Data for analysis:
= = = = = = =

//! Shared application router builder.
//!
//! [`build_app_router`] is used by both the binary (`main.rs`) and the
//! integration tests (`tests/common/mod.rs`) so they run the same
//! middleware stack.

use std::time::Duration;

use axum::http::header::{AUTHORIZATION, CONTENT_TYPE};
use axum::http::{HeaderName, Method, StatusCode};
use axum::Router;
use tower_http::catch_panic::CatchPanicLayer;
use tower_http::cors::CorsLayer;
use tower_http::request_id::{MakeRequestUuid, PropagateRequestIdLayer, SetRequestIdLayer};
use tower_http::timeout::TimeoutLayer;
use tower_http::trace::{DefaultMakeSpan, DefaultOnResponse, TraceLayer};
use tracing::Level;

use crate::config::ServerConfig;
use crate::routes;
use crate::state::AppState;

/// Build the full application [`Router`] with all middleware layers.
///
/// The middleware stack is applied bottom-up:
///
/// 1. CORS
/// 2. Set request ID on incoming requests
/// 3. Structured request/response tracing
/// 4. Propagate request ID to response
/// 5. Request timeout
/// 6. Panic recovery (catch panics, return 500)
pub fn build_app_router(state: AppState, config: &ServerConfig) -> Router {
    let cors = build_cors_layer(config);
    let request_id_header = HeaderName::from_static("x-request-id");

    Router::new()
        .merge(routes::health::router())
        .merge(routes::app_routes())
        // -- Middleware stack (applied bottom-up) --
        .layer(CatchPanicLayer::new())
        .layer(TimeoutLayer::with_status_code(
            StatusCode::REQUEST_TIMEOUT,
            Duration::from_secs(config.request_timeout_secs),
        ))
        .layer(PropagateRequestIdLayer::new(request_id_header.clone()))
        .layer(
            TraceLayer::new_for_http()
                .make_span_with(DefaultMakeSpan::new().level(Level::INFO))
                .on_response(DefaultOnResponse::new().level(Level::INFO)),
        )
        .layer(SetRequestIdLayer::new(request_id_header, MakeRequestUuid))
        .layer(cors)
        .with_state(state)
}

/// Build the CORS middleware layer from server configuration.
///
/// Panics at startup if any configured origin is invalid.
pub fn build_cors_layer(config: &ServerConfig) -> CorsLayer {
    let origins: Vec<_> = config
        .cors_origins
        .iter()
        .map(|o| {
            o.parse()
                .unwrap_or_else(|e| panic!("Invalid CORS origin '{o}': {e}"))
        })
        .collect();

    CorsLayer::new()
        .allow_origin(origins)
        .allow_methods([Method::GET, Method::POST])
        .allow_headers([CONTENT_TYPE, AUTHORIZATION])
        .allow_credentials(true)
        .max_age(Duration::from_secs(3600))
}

= = = = = = =

Work request: Return the material in its entirety, word for word.

Finished exercise:
//! Shared application router builder.
//!
//! [`build_app_router`] is used by both the binary (`main.rs`) and the
//! integration tests (`tests/common/mod.rs`) so they run the same
//! middleware stack.

use std::time::Duration;

use axum::http::header::{AUTHORIZATION, CONTENT_TYPE};
use axum::http::{HeaderName, Method, StatusCode};
use axum::Router;
use tower_http::catch_panic::CatchPanicLayer;
use tower_http::cors::CorsLayer;
use tower_http::request_id::{MakeRequestUuid, PropagateRequestIdLayer, SetRequestIdLayer};
use tower_http::timeout::TimeoutLayer;
use tower_http::trace::{DefaultMakeSpan, DefaultOnResponse, TraceLayer};
use tracing::Level;

use crate::config::ServerConfig;
use crate::routes;
use crate::state::AppState;

/// Build the full application [`Router`] with all middleware layers.
///
/// The middleware stack is applied bottom-up:
///
/// 1. CORS
/// 2. Set request ID on incoming requests
/// 3. Structured request/response tracing
/// 4. Propagate request ID to response
/// 5. Request timeout
/// 6. Panic recovery (catch panics, return 500)
pub fn build_app_router(state: AppState, config: &ServerConfig) -> Router {
    let cors = build_cors_layer(config);
    let request_id_header = HeaderName::from_static("x-request-id");

    Router::new()
        .merge(routes::health::router())
        .merge(routes::app_routes())
        // -- Middleware stack (applied bottom-up) --
        .layer(CatchPanicLayer::new())
        .layer(TimeoutLayer::with_status_code(
            StatusCode::REQUEST_TIMEOUT,
            Duration::from_secs(config.request_timeout_secs),
        ))
        .layer(PropagateRequestIdLayer::new(request_id_header.clone()))
        .layer(
            TraceLayer::new_for_http()
                .make_span_with(DefaultMakeSpan::new().level(Level::INFO))
                .on_response(DefaultOnResponse::new().level(Level::INFO)),
        )
        .layer(SetRequestIdLayer::new(request_id_header, MakeRequestUuid))
        .layer(cors)
        .with_state(state)
}

/// Build the CORS middleware layer from server configuration.
///
/// Panics at startup if any configured origin is invalid.
pub fn build_cors_layer(config: &ServerConfig) -> CorsLayer {
    let origins: Vec<_> = config
        .cors_origins
        .iter()
        .map(|o| {
            o.parse()
                .unwrap_or_else(|e| panic!("Invalid CORS origin '{o}': {e}"))
        })
        .collect();

    CorsLayer::new()
        .allow_origin(origins)
        .allow_methods([Method::GET, Method::POST])
        .allow_headers([CONTENT_TYPE, AUTHORIZATION])
        .allow_credentials(true)
        .max_age(Duration::from_secs(3600))
}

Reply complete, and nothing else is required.